Another great form of exercise
                 
    Like golf players, you need the proper bad looking attire to start and become a true jogger.  Bright colors are the best, it lets you stand out and gives the drivers something to aim for.  Always recall that spandex makes you more aerodynamic, thus faster.   It helps to suck in your beer gut, making you smaller and more stream lined.   I once was in track with a guy that shaved his legs during track season.  I have very hairy legs, almost leg sweaters and shaving would take forever.  Not that it is ever going to happen.  The minute mil a seconds he shaved off his running time, was seldom noticeable when one comes in dead last in the race.  The right shoes also can make or break a runner.   Football cleats might break you.  It is important to have very comfortable shoes so that calecus and such will be kept to a minimum.  Although eventually these become so thick that nothing hurts.   Also the better the shoe the further you can run.  After conditioning you can jog all the way to the local coffee shop.   This saves all that extra gas for driving to the local track, because no one runs to the running spot.  And you have now have more gas to drive to the supermarket.   All that running makes you hungry.

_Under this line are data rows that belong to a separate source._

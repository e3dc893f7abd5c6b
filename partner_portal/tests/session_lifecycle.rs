//! Integration tests for the session lifecycle.
//!
//! Covers login, registration, rehydration, profile refresh, logout, the global
//! 401 path and discarding of responses that arrive after the session changed.

mod common;

use common::{FakeApi, admin, grant, manager_with, partner, restart};
use partner_portal::{
    AuthError, AuthOutcome, FileStore, PortalUser, Role, SessionManager, SessionStore,
    api::ApiError,
    guard::{ADMIN_HOME, GuardDecision, LOGIN_PATH, RouteTable, USER_HOME, post_login_target},
    store::{MemoryStore, TOKEN_KEY, USER_KEY},
};
use proptest::prelude::*;
use std::sync::Arc;

fn stored(store: &MemoryStore, key: &str) -> Option<String> {
    store.read(key).unwrap()
}

#[tokio::test]
async fn test_login_establishes_session() {
    let api = FakeApi::new();
    let store = Arc::new(MemoryStore::new());
    let manager = restart(&api, &store).await;
    assert!(manager.is_initialized());
    assert!(!manager.is_authenticated());

    api.push_login(grant(partner(), "tok1"));
    let message = manager.login("a@b.com", "x").await.unwrap();

    assert_eq!(message, "Login successful");
    let session = manager.snapshot();
    assert!(session.is_authenticated);
    assert_eq!(session.role(), Some(Role::User));
    assert_eq!(session.token.as_deref(), Some("tok1"));
    assert_eq!(stored(&store, TOKEN_KEY).as_deref(), Some("tok1"));

    let user: PortalUser = serde_json::from_str(&stored(&store, USER_KEY).unwrap()).unwrap();
    assert_eq!(user, partner());
}

#[tokio::test]
async fn test_login_rejected_credentials() {
    let api = FakeApi::new();
    let store = Arc::new(MemoryStore::new());
    let manager = restart(&api, &store).await;

    api.push_login(Err(ApiError::Unauthorized));
    let err = manager.login("a@b.com", "wrong").await.unwrap_err();

    assert_eq!(err.client_message(), "Invalid email or password");
    assert!(!manager.is_authenticated());
    assert!(store.is_empty());
}

#[tokio::test]
async fn test_login_backend_message_is_surfaced() {
    let api = FakeApi::new();
    let manager = restart(&api, &Arc::new(MemoryStore::new())).await;

    api.push_login(Err(ApiError::Rejected {
        status: Some(403),
        message: "Account disabled".to_string(),
    }));
    let outcome = AuthOutcome::from(manager.login("a@b.com", "x").await);

    assert!(!outcome.success);
    assert_eq!(outcome.message, "Account disabled");
}

#[tokio::test]
async fn test_login_network_failure() {
    let api = FakeApi::new();
    let manager = restart(&api, &Arc::new(MemoryStore::new())).await;

    api.push_login(Err(ApiError::Transport("connection refused".to_string())));
    let err = manager.login("a@b.com", "x").await.unwrap_err();

    assert!(matches!(err, AuthError::Network(_)));
    assert!(!manager.is_authenticated());
}

#[tokio::test]
async fn test_missing_credentials_never_reach_backend() {
    let api = FakeApi::new();
    let manager = restart(&api, &Arc::new(MemoryStore::new())).await;

    let err = manager.login("  ", "x").await.unwrap_err();
    assert!(matches!(err, AuthError::Validation(_)));
    let err = manager.login("a@b.com", "").await.unwrap_err();
    assert!(matches!(err, AuthError::Validation(_)));

    assert_eq!(api.call_count("login"), 0);
}

#[tokio::test]
async fn test_login_response_without_token_is_rejected() {
    let api = FakeApi::new();
    let store = Arc::new(MemoryStore::new());
    let manager = restart(&api, &store).await;

    api.push_login(grant(partner(), ""));
    let err = manager.login("a@b.com", "x").await.unwrap_err();

    assert!(matches!(err, AuthError::Decode(_)));
    assert!(!manager.is_authenticated());
    assert!(store.is_empty());
}

#[tokio::test]
async fn test_register_signs_in() {
    let api = FakeApi::new();
    let store = Arc::new(MemoryStore::new());
    let manager = restart(&api, &store).await;

    api.push_register(grant(partner(), "tok-new"));
    let message = manager
        .register("A B", "a@b.com", "secret", "secret")
        .await
        .unwrap();

    assert_eq!(message, "Registration successful");
    assert!(manager.is_authenticated());
    assert_eq!(stored(&store, TOKEN_KEY).as_deref(), Some("tok-new"));
}

#[tokio::test]
async fn test_register_password_mismatch() {
    let api = FakeApi::new();
    let manager = restart(&api, &Arc::new(MemoryStore::new())).await;

    let err = manager
        .register("A B", "a@b.com", "secret", "secreT")
        .await
        .unwrap_err();

    assert_eq!(err.client_message(), "Passwords do not match");
    assert_eq!(api.call_count("register"), 0);
}

#[tokio::test]
async fn test_reload_restores_session() {
    let api = FakeApi::new();
    let store = Arc::new(MemoryStore::new());
    let manager = restart(&api, &store).await;
    api.push_login(grant(partner(), "tok1"));
    manager.login("a@b.com", "x").await.unwrap();

    api.push_profile(Ok(partner()));
    let reloaded = restart(&api, &store).await;

    assert!(reloaded.is_initialized());
    assert!(reloaded.is_authenticated());
    assert_eq!(reloaded.current_user(), Some(partner()));
    assert_eq!(reloaded.token().as_deref(), Some("tok1"));
    // Rehydration refreshes the profile in the background
    assert!(api.calls().contains(&"profile tok1".to_string()));
}

#[tokio::test]
async fn test_reload_survives_unreachable_backend() {
    let api = FakeApi::new();
    let store = Arc::new(MemoryStore::new());
    let manager = restart(&api, &store).await;
    api.push_login(grant(partner(), "tok1"));
    manager.login("a@b.com", "x").await.unwrap();

    // No scripted profile response: the background refresh fails with a transport error
    let reloaded = restart(&api, &store).await;

    assert!(reloaded.is_authenticated());
    assert_eq!(reloaded.token().as_deref(), Some("tok1"));
}

#[tokio::test]
async fn test_initialize_runs_once() {
    let api = FakeApi::new();
    let store = Arc::new(MemoryStore::new());
    let manager = manager_with(&api, &store);

    assert!(manager.initialize().is_none());
    api.push_login(grant(partner(), "tok1"));
    manager.login("a@b.com", "x").await.unwrap();

    // A second call must not rehydrate over the live session
    assert!(manager.initialize().is_none());
    assert!(manager.is_authenticated());
    assert_eq!(api.call_count("profile"), 0);
}

#[tokio::test]
async fn test_logout_clears_everything() {
    let api = FakeApi::new();
    let store = Arc::new(MemoryStore::new());
    let manager = restart(&api, &store).await;
    api.push_login(grant(partner(), "tok1"));
    manager.login("a@b.com", "x").await.unwrap();

    manager.logout();
    manager.logout();

    let session = manager.snapshot();
    assert!(!session.is_authenticated);
    assert!(session.current_user.is_none());
    assert!(session.token.is_none());
    assert!(session.is_initialized);
    assert!(store.is_empty());

    let reloaded = restart(&api, &store).await;
    assert!(!reloaded.is_authenticated());
    assert!(reloaded.is_initialized());
}

#[tokio::test]
async fn test_corrupted_storage_is_discarded() {
    let api = FakeApi::new();
    let store = Arc::new(MemoryStore::new());
    store.write(TOKEN_KEY, "tok1").unwrap();
    store.write(USER_KEY, "{not json").unwrap();

    let manager = restart(&api, &store).await;

    assert!(manager.is_initialized());
    assert!(!manager.is_authenticated());
    assert!(store.is_empty());
    assert_eq!(api.call_count("profile"), 0);
}

#[tokio::test]
async fn test_token_without_user_is_discarded() {
    let api = FakeApi::new();
    let store = Arc::new(MemoryStore::new());
    store.write(TOKEN_KEY, "tok1").unwrap();

    let manager = restart(&api, &store).await;

    assert!(!manager.is_authenticated());
    assert!(store.is_empty());
}

#[tokio::test]
async fn test_refresh_updates_user_only() {
    let api = FakeApi::new();
    let store = Arc::new(MemoryStore::new());
    let manager = restart(&api, &store).await;
    api.push_login(grant(partner(), "tok1"));
    manager.login("a@b.com", "x").await.unwrap();

    let renamed = PortalUser {
        full_name: "Alice B".to_string(),
        compensation_link: Some("https://pay.example.com/u1".to_string()),
        ..partner()
    };
    api.push_profile(Ok(renamed.clone()));
    let user = manager.refresh_profile().await.unwrap();

    assert_eq!(user, renamed);
    assert_eq!(manager.current_user(), Some(renamed.clone()));
    assert_eq!(manager.token().as_deref(), Some("tok1"));

    let persisted: PortalUser = serde_json::from_str(&stored(&store, USER_KEY).unwrap()).unwrap();
    assert_eq!(persisted, renamed);
}

#[tokio::test]
async fn test_refresh_unauthorized_logs_out() {
    let api = FakeApi::new();
    let store = Arc::new(MemoryStore::new());
    let manager = restart(&api, &store).await;
    api.push_login(grant(partner(), "tok1"));
    manager.login("a@b.com", "x").await.unwrap();

    api.push_profile(Err(ApiError::Unauthorized));
    let err = manager.refresh_profile().await.unwrap_err();

    assert!(err.is_unauthorized());
    assert!(!manager.is_authenticated());
    assert!(store.is_empty());
}

#[tokio::test]
async fn test_refresh_transient_failure_keeps_session() {
    let api = FakeApi::new();
    let store = Arc::new(MemoryStore::new());
    let manager = restart(&api, &store).await;
    api.push_login(grant(partner(), "tok1"));
    manager.login("a@b.com", "x").await.unwrap();

    api.push_profile(Err(ApiError::Transport("timed out".to_string())));
    let err = manager.refresh_profile().await.unwrap_err();

    assert!(matches!(err, AuthError::Network(_)));
    assert!(manager.is_authenticated());
    assert_eq!(manager.current_user(), Some(partner()));
    assert_eq!(stored(&store, TOKEN_KEY).as_deref(), Some("tok1"));
}

#[tokio::test]
async fn test_refresh_requires_session() {
    let api = FakeApi::new();
    let manager = restart(&api, &Arc::new(MemoryStore::new())).await;

    let err = manager.refresh_profile().await.unwrap_err();
    assert!(matches!(err, AuthError::NotAuthenticated));
    assert_eq!(api.call_count("profile"), 0);
}

#[tokio::test]
async fn test_stale_profile_is_discarded_after_logout() {
    let api = FakeApi::new();
    let store = Arc::new(MemoryStore::new());
    let manager = restart(&api, &store).await;
    api.push_login(grant(partner(), "tok1"));
    manager.login("a@b.com", "x").await.unwrap();

    let gate = api.hold();
    let refreshing = Arc::clone(&manager);
    let refresh = tokio::spawn(async move { refreshing.refresh_profile().await });
    while api.call_count("profile") == 0 {
        tokio::task::yield_now().await;
    }

    manager.logout();
    api.push_profile(Ok(partner()));
    gate.notify_one();

    let result = refresh.await.unwrap();
    assert!(matches!(result, Err(AuthError::SessionChanged)));
    assert!(!manager.is_authenticated());
    assert!(manager.current_user().is_none());
    assert!(store.is_empty());
}

#[tokio::test]
async fn test_stale_profile_is_discarded_after_relogin() {
    let api = FakeApi::new();
    let store = Arc::new(MemoryStore::new());
    let manager = restart(&api, &store).await;
    api.push_login(grant(partner(), "tok1"));
    manager.login("a@b.com", "x").await.unwrap();

    let gate = api.hold();
    let refreshing = Arc::clone(&manager);
    let refresh = tokio::spawn(async move { refreshing.refresh_profile().await });
    while api.call_count("profile") == 0 {
        tokio::task::yield_now().await;
    }

    manager.logout();
    api.push_login(grant(admin(), "admin-tok"));
    manager.login("admin1@example.com", "x").await.unwrap();

    // The partner profile arrives for a session that no longer exists
    api.push_profile(Ok(partner()));
    gate.notify_one();

    assert!(matches!(refresh.await.unwrap(), Err(AuthError::SessionChanged)));
    assert_eq!(manager.current_user(), Some(admin()));
}

#[tokio::test]
async fn test_global_unauthorized_path() {
    let api = FakeApi::new();
    let store = Arc::new(MemoryStore::new());
    let manager = restart(&api, &store).await;
    api.push_login(grant(partner(), "tok1"));
    manager.login("a@b.com", "x").await.unwrap();

    manager.handle_unauthorized();

    assert!(!manager.is_authenticated());
    assert!(store.is_empty());
}

#[tokio::test]
async fn test_guards_follow_the_session() {
    let api = FakeApi::new();
    let store = Arc::new(MemoryStore::new());
    let routes = RouteTable::portal();
    let manager = manager_with(&api, &store);

    assert_eq!(routes.check(&manager.snapshot(), "/admin"), GuardDecision::Pending);

    let _ = manager.initialize();
    let anonymous = routes.check(&manager.snapshot(), "/dashboard");
    assert_eq!(anonymous.redirect_target(), Some(LOGIN_PATH));

    api.push_login(grant(partner(), "tok1"));
    manager.login("a@b.com", "x").await.unwrap();
    let session = manager.snapshot();

    assert!(routes.check(&session, "/dashboard").is_allowed());
    // Wrong role goes to the role's own landing page, never to login
    assert_eq!(routes.check(&session, "/admin/users").redirect_target(), Some(USER_HOME));
    assert_eq!(routes.check(&session, "/login").redirect_target(), Some(USER_HOME));
    assert_eq!(post_login_target(&routes, &session, Some("/compensation")), "/compensation");
    assert_eq!(post_login_target(&routes, &session, Some("/admin")), USER_HOME);

    manager.logout();
    api.push_login(grant(admin(), "admin-tok"));
    manager.login("admin1@example.com", "x").await.unwrap();
    assert_eq!(routes.check(&manager.snapshot(), "/login").redirect_target(), Some(ADMIN_HOME));
}

#[tokio::test]
async fn test_file_store_survives_restart() {
    let dir = tempfile::tempdir().unwrap();
    let path = dir.path().join("session.json");
    let api = FakeApi::new();

    let first = Arc::new(SessionManager::new(api.clone(), Arc::new(FileStore::new(&path))));
    let _ = first.initialize();
    api.push_login(grant(partner(), "tok1"));
    first.login("a@b.com", "x").await.unwrap();
    assert!(path.exists());

    api.push_profile(Ok(partner()));
    let second = Arc::new(SessionManager::new(api.clone(), Arc::new(FileStore::new(&path))));
    if let Some(refresh) = second.initialize() {
        refresh.await.unwrap();
    }
    assert!(second.is_authenticated());
    assert_eq!(second.token().as_deref(), Some("tok1"));

    second.logout();
    assert!(!path.exists());
}

fn user_strategy() -> impl Strategy<Value = PortalUser> {
    (
        "[a-z0-9]{1,16}",
        "[A-Za-z ]{0,24}",
        "[a-z]{1,8}@[a-z]{1,8}\\.com",
        prop_oneof![Just(Role::Admin), Just(Role::User), Just(Role::Contact)],
    )
        .prop_map(|(uuid, full_name, email, role)| PortalUser {
            uuid,
            full_name,
            email,
            role,
            partner_id: None,
            compensation_link: None,
            created_at: None,
        })
}

proptest! {
    #![proptest_config(ProptestConfig::with_cases(64))]

    /// Whatever identity a login establishes is exactly what a reload restores
    #[test]
    fn prop_login_then_reload_restores_identity(
        user in user_strategy(),
        token in "[A-Za-z0-9._-]{1,48}",
    ) {
        let runtime = tokio::runtime::Builder::new_current_thread()
            .enable_all()
            .build()
            .unwrap();

        let (restored_user, restored_token) = runtime.block_on(async {
            let api = FakeApi::new();
            let store = Arc::new(MemoryStore::new());
            let manager = restart(&api, &store).await;
            api.push_login(grant(user.clone(), &token));
            manager.login(&user.email, "pw").await.unwrap();

            api.push_profile(Ok(user.clone()));
            let reloaded = restart(&api, &store).await;
            (reloaded.current_user(), reloaded.token())
        });

        prop_assert_eq!(restored_user, Some(user));
        prop_assert_eq!(restored_token, Some(token));
    }
}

    As a trained watcher of the track channel, I can say with authority that they can run dang fast and for a long time.  I can also say that conditioning is key.  I can say all of this from my extra comfy spot on the couch.   To be a great after work jogger, you need to eat right, build yourself up, and fill your water bottle with bottled water.  All the best joggers use energy drinks like Propel, to propel you.   As in, not beer.  Jogging while intoxicated can be fun, but might be frowned upon in your city.  A JUI?  I know you can get picked up from biking drunk.  Energy bars will also make you be able to jog at least an extra block.  They all taste like expired chalk though.  It's easier on your taste buds to lick the cat before taking off on your run.  Soon you will be able to run three blocks without breaking a sweat and your kids will be behind you instead of yelling for you to catch up , Baldy!